Your task:
Search the lines of the records for the word "derive", and copy every line that has it.

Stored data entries

= Beginning of Section =

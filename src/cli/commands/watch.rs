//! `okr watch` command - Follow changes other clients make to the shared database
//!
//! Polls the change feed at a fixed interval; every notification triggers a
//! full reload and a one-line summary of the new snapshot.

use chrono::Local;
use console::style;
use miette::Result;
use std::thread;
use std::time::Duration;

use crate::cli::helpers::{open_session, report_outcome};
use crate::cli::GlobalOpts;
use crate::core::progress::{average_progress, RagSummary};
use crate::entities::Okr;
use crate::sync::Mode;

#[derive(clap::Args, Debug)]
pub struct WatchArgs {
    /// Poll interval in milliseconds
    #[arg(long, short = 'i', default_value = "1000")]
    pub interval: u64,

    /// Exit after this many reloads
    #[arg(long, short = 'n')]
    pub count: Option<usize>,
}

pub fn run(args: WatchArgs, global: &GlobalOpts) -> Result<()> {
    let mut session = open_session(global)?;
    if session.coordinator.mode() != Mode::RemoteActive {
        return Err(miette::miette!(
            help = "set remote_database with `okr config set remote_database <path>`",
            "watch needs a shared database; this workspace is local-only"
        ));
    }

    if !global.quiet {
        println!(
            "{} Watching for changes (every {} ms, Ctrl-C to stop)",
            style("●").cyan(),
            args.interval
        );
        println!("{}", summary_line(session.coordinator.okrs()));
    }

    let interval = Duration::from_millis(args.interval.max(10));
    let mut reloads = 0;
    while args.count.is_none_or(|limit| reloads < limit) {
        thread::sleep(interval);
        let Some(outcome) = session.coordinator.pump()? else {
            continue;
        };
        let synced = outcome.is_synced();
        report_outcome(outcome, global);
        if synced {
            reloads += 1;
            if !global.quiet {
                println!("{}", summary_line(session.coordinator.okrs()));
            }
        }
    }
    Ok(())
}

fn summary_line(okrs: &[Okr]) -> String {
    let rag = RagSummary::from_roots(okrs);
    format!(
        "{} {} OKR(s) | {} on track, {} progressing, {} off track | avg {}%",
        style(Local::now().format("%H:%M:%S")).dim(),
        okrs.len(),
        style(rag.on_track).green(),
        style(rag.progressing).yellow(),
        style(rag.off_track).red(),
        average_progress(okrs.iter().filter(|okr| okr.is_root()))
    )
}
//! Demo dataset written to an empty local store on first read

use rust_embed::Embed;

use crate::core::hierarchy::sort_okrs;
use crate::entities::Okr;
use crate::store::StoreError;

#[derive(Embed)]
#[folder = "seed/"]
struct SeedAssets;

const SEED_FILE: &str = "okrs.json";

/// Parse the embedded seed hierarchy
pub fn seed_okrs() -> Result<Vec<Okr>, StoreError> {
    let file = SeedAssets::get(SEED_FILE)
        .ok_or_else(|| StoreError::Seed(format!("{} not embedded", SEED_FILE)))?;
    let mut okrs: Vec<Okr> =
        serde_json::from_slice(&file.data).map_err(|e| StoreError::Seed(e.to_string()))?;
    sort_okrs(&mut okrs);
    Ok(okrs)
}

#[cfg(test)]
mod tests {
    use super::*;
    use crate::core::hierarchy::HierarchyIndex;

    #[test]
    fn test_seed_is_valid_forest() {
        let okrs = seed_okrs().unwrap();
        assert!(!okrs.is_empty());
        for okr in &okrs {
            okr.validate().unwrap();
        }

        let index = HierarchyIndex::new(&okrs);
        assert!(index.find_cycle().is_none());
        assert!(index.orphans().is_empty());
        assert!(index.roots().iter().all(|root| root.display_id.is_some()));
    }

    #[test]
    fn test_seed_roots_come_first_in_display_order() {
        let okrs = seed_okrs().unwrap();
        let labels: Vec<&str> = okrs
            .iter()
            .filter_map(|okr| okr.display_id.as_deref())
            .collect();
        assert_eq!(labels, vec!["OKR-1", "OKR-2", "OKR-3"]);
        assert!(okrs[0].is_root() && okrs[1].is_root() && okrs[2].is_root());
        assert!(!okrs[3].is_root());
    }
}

= End of Section =

Worked solution:
#[derive(clap::Args, Debug)]
#[derive(Embed)]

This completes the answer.